Leone only etches in the most necessary generalities of the barren Mexican village that serves as the film’s setting. Everyone is a pointed cliché, from the undertaker anxiously waiting to build more caskets, to the toady who kisses up to the stranger, to the beautiful women who pull strings behind the backs of their diseased patriarchs. This minimum characterization fuses with the iconic imagery and score to usher in a genre-infused postmodernism that would pave the way for Alejandro Jodorowsky’s El Topo and the career of Quentin Tarantino, among other things. Nothing matters, so let’s revel in sensation: in sex, violence, and the license of hipness that’s granted to us by our willingness to indulge our most cynical instincts without apology or illusion. The difference between the cynicism of A Fistful of Dollars and of, say, Hostiles, is one of earnestness. A Fistful of Dollars wallows in the muck, using American myths as fodder for a visionary director’s formalist carnival, while Hostiles thinks it’s saving the world with its numbing literal-mindedness.
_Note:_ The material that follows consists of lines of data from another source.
use dashmap::DashMap;
use std::time::{Duration, Instant};

use crate::config::LimiterConfig;
use crate::sources::registry::{SourceRegistry, MAX_PRIORITY, MIN_PRIORITY};
use crate::sources::SourceEntry;

const DEFAULT_WINDOW: Duration = Duration::from_secs(60);
/// Promote priority one step after this many straight successes.
const PROMOTE_AFTER: u32 = 3;
/// Demote priority one step every this many straight failures.
const DEMOTE_EVERY: u32 = 2;
/// Cap on the backoff exponent so the shift never overflows.
const MAX_BACKOFF_EXP: u32 = 10;

#[derive(Debug)]
struct RateLimitState {
    request_count: u32,
    window_start: Instant,
    last_used: Option<Instant>,
    cooldown_until: Option<Instant>,
}

/// Per-source sliding-window limiter and circuit breaker. Refusal is the only
/// failure mode: nothing here blocks, queues, or errors. Callers that get
/// `false` move on to a different source.
pub struct RateLimiter {
    states: DashMap<String, RateLimitState>,
    window: Duration,
    base_cooldown: Duration,
    rate_limited_cooldown: Duration,
    max_cooldown: Duration,
    failure_threshold: u32,
}

impl RateLimiter {
    pub fn new(config: &LimiterConfig) -> Self {
        Self::with_window(config, DEFAULT_WINDOW)
    }

    pub fn with_window(config: &LimiterConfig, window: Duration) -> Self {
        Self {
            states: DashMap::new(),
            window,
            base_cooldown: Duration::from_secs(config.base_cooldown_secs),
            rate_limited_cooldown: Duration::from_secs(config.rate_limited_cooldown_secs),
            max_cooldown: Duration::from_secs(config.max_cooldown_secs),
            failure_threshold: config.failure_threshold,
        }
    }

    /// Claim one request slot. False while cooling down, when the window
    /// budget is spent, or before the minimum inter-request spacing
    /// (`window / rate_limit`) has elapsed.
    pub fn try_acquire(&self, entry: &SourceEntry) -> bool {
        let now = Instant::now();
        let limit = entry.source.rate_limit_per_minute.max(1);

        let mut state = self
            .states
            .entry(entry.source.name.clone())
            .or_insert_with(|| RateLimitState {
                request_count: 0,
                window_start: now,
                last_used: None,
                cooldown_until: None,
            });

        if let Some(until) = state.cooldown_until {
            if now < until {
                return false;
            }
        }

        if now.duration_since(state.window_start) >= self.window {
            state.request_count = 0;
            state.window_start = now;
        }

        if state.request_count >= limit {
            return false;
        }

        let min_interval = self.window / limit;
        if let Some(last) = state.last_used {
            if now.duration_since(last) < min_interval {
                return false;
            }
        }

        state.request_count += 1;
        state.last_used = Some(now);
        true
    }

    pub fn record_success(&self, entry: &SourceEntry) {
        let mut health = entry.health.lock();
        health.consecutive_failures = 0;
        health.success_streak += 1;
        if health.success_streak % PROMOTE_AFTER == 0 && health.priority < MAX_PRIORITY {
            health.priority += 1;
            tracing::debug!(
                "Source {} promoted to priority {}",
                entry.source.name,
                health.priority
            );
        }
    }

    /// Count a failure against the source: exponential capped cooldown
    /// (steeper base for HTTP 429), priority decay, and deactivation once the
    /// failure threshold is reached.
    pub fn record_failure(&self, entry: &SourceEntry, rate_limited: bool) {
        let failures = {
            let mut health = entry.health.lock();
            health.success_streak = 0;
            health.consecutive_failures += 1;
            if health.consecutive_failures % DEMOTE_EVERY == 0 && health.priority > MIN_PRIORITY {
                health.priority -= 1;
            }
            if health.consecutive_failures >= self.failure_threshold && health.active {
                health.active = false;
                tracing::warn!(
                    "Source {} deactivated after {} consecutive failures",
                    entry.source.name,
                    health.consecutive_failures
                );
            }
            health.consecutive_failures
        };

        let base = if rate_limited {
            self.rate_limited_cooldown
        } else {
            self.base_cooldown
        };
        let backoff = base * (1u32 << failures.min(MAX_BACKOFF_EXP));
        let cooldown = backoff.min(self.max_cooldown);

        let now = Instant::now();
        let mut state = self
            .states
            .entry(entry.source.name.clone())
            .or_insert_with(|| RateLimitState {
                request_count: 0,
                window_start: now,
                last_used: None,
                cooldown_until: None,
            });
        state.cooldown_until = Some(now + cooldown);
    }

    /// Background sweep: bring deactivated sources back once their cooldown
    /// has elapsed, with a clean failure count.
    pub fn reactivate_expired(&self, registry: &SourceRegistry) {
        let now = Instant::now();
        for entry in registry.entries() {
            let mut health = entry.health.lock();
            if health.active {
                continue;
            }
            let cooled = match self.states.get(&entry.source.name) {
                Some(state) => state
                    .cooldown_until
                    .map(|until| now >= until)
                    .unwrap_or(true),
                None => true,
            };
            if cooled {
                health.active = true;
                health.consecutive_failures = 0;
                tracing::info!("Source {} reactivated", entry.source.name);
            }
        }
    }

    /// Remaining cooldown for a source, if any. Diagnostic only.
    #[allow(dead_code)]
    pub fn cooldown_remaining(&self, name: &str) -> Option<Duration> {
        let state = self.states.get(name)?;
        let until = state.cooldown_until?;
        let now = Instant::now();
        if until > now {
            Some(until - now)
        } else {
            None
        }
    }
}

#[cfg(test)]
mod tests {
    use super::*;
    use crate::sources::kind::SourceKind;
    use crate::sources::registry::PriceSource;

    fn entry_with_limit(limit: u32) -> SourceEntry {
        SourceEntry::new(PriceSource {
            name: "test-source".to_string(),
            endpoint_template: "http://localhost/{symbol}".to_string(),
            kind: SourceKind::ExchangeTicker,
            rate_limit_per_minute: limit,
            initial_priority: 3,
        })
    }

    fn zero_cooldown_config() -> LimiterConfig {
        LimiterConfig {
            base_cooldown_secs: 0,
            rate_limited_cooldown_secs: 0,
            max_cooldown_secs: 0,
            failure_threshold: 3,
        }
    }

    #[test]
    fn burst_grants_at_most_the_window_budget() {
        let limiter = RateLimiter::new(&LimiterConfig::default());
        let entry = entry_with_limit(10);

        let granted = (0..15).filter(|_| limiter.try_acquire(&entry)).count();
        assert!(granted >= 1);
        assert!(granted <= 10);
    }

    #[test]
    fn enforces_minimum_inter_request_spacing() {
        let limiter =
            RateLimiter::with_window(&LimiterConfig::default(), Duration::from_millis(400));
        let entry = entry_with_limit(4); // spacing = 100ms

        assert!(limiter.try_acquire(&entry));
        assert!(!limiter.try_acquire(&entry));
        std::thread::sleep(Duration::from_millis(120));
        assert!(limiter.try_acquire(&entry));
    }

    #[test]
    fn window_resets_after_elapsing() {
        let limiter =
            RateLimiter::with_window(&LimiterConfig::default(), Duration::from_millis(100));
        let entry = entry_with_limit(1);

        assert!(limiter.try_acquire(&entry));
        assert!(!limiter.try_acquire(&entry));
        std::thread::sleep(Duration::from_millis(120));
        assert!(limiter.try_acquire(&entry));
    }

    #[test]
    fn refusal_does_not_touch_health() {
        let limiter = RateLimiter::new(&LimiterConfig::default());
        let entry = entry_with_limit(1);

        assert!(limiter.try_acquire(&entry));
        assert!(!limiter.try_acquire(&entry));
        let health = entry.health.lock();
        assert_eq!(health.consecutive_failures, 0);
        assert!(health.active);
    }

    #[test]
    fn backoff_grows_and_caps() {
        let config = LimiterConfig {
            base_cooldown_secs: 1,
            rate_limited_cooldown_secs: 2,
            max_cooldown_secs: 8,
            failure_threshold: 100, // keep the breaker out of this test
        };
        let limiter = RateLimiter::new(&config);
        let entry = entry_with_limit(60);

        let mut previous = Duration::ZERO;
        for _ in 0..6 {
            limiter.record_failure(&entry, false);
            let remaining = limiter.cooldown_remaining("test-source").unwrap();
            assert!(remaining + Duration::from_millis(50) >= previous);
            assert!(remaining <= Duration::from_secs(8));
            previous = remaining;
        }
        // fully grown: pinned at the cap
        assert!(previous > Duration::from_secs(7));
    }

    #[test]
    fn rate_limited_failures_cool_down_longer() {
        let config = LimiterConfig {
            base_cooldown_secs: 1,
            rate_limited_cooldown_secs: 10,
            max_cooldown_secs: 600,
            failure_threshold: 100,
        };
        let limiter = RateLimiter::new(&config);

        let generic = entry_with_limit(60);
        limiter.record_failure(&generic, false);
        let generic_cooldown = limiter.cooldown_remaining("test-source").unwrap();

        let limiter = RateLimiter::new(&config);
        let throttled = entry_with_limit(60);
        limiter.record_failure(&throttled, true);
        let throttled_cooldown = limiter.cooldown_remaining("test-source").unwrap();

        assert!(throttled_cooldown > generic_cooldown);
    }

    #[test]
    fn cooldown_blocks_acquisition() {
        let config = LimiterConfig {
            base_cooldown_secs: 60,
            ..LimiterConfig::default()
        };
        let limiter = RateLimiter::new(&config);
        let entry = entry_with_limit(60);

        assert!(limiter.try_acquire(&entry));
        limiter.record_failure(&entry, false);
        assert!(!limiter.try_acquire(&entry));
    }

    #[test]
    fn three_failures_deactivate_the_source() {
        let limiter = RateLimiter::new(&zero_cooldown_config());
        let entry = entry_with_limit(60);

        for _ in 0..3 {
            limiter.record_failure(&entry, true);
        }
        assert!(!entry.health.lock().active);
    }

    #[test]
    fn sweep_reactivates_after_cooldown() {
        let limiter = RateLimiter::new(&zero_cooldown_config());
        let registry = SourceRegistry::from_sources(vec![PriceSource {
            name: "test-source".to_string(),
            endpoint_template: "http://localhost/{symbol}".to_string(),
            kind: SourceKind::ExchangeTicker,
            rate_limit_per_minute: 60,
            initial_priority: 3,
        }]);
        let entry = &registry.entries()[0];

        for _ in 0..3 {
            limiter.record_failure(entry, false);
        }
        assert!(!entry.health.lock().active);
        assert!(registry.list_active_by_priority(10).is_empty());

        limiter.reactivate_expired(&registry);
        let health = entry.health.lock();
        assert!(health.active);
        assert_eq!(health.consecutive_failures, 0);
    }

    #[test]
    fn success_resets_failures_and_promotes_slowly() {
        let limiter = RateLimiter::new(&LimiterConfig::default());
        let entry = entry_with_limit(60);

        limiter.record_failure(&entry, false);
        limiter.record_success(&entry);
        assert_eq!(entry.health.lock().consecutive_failures, 0);
        assert_eq!(entry.health.lock().priority, 3);

        limiter.record_success(&entry);
        limiter.record_success(&entry);
        assert_eq!(entry.health.lock().priority, 4);
    }

    #[test]
    fn repeated_failures_demote_priority_to_the_floor() {
        let limiter = RateLimiter::new(&LimiterConfig {
            failure_threshold: 100,
            ..zero_cooldown_config()
        });
        let entry = entry_with_limit(60);

        for _ in 0..20 {
            limiter.record_failure(&entry, false);
        }
        assert_eq!(entry.health.lock().priority, MIN_PRIORITY);
    }
}
pub mod backup;
pub mod kind;
pub mod registry;
pub mod symbols;

pub use backup::BackupSource;
pub use kind::SourceKind;
pub use registry::{PriceSource, SourceEntry, SourceRegistry};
And yet, the climatic bloodbath of A Fistful of Dollars still stings because the film’s swaggering braggadocio deliberately fails to prepare us for it. For a long spell, we’re allowed to enjoy the punishment that the Man with No Name (Clint Eastwood) inflicts on the warring gangs selling booze and arms to the Americans and Mexicans. But when the Rojos massacre the Baxters, mowing them down in cold blood after smoking them out with an explosion, the film changes emotional tempos without sacrificing its sacrilegious integrity. A Fistful of Dollars doesn’t pretend to reconcile its cynical vision of power with its irresponsible sentimentalizing of retribution—a conflict of ideas that’s at the heart of most action films. Leone is a bit of a softy after all, subscribing to a familiar and troubling western notion of the loner as correcting authority, yet the ferocious power of his violence—as in a haunting image of a dead man sprawled over a barrel—transcends his debts to formula.
Of course, A Fistful of Dollars is most notable for cementing Eastwood’s on-screen personality, which would for years scan as an impudent response to the sincerity of John Wayne, which was showing its cracks in the wake of the Kent State shootings and the Vietnam War. The Duke’s characters were more nuanced than was typically acknowledged, at least in their heyday, but they usually transcended their demons, while the Man with No Name and his descendants operated with a seriocomic self-regard that suggested a form of truth-telling on Eastwood’s part. As an actor, Eastwood doesn’t have the depth of Wayne at his best, but he fashioned a swaggering, anarchic, strikingly sensual physicality that suggests the retroactive arrival of a rock star in the Old West. Eastwood’s astonishingly fully-formed performance in A Fistful of Dollars established a pattern that would yield many unforgettable phantoms for the actor, who largely defined emotion by its absence. (It’s a definition that would also inform his work as a director.) Leone’s excess and Eastwood’s minimalism merged to create a multi-part fable of how the west, like filmmaking itself, is truly won by any means necessary.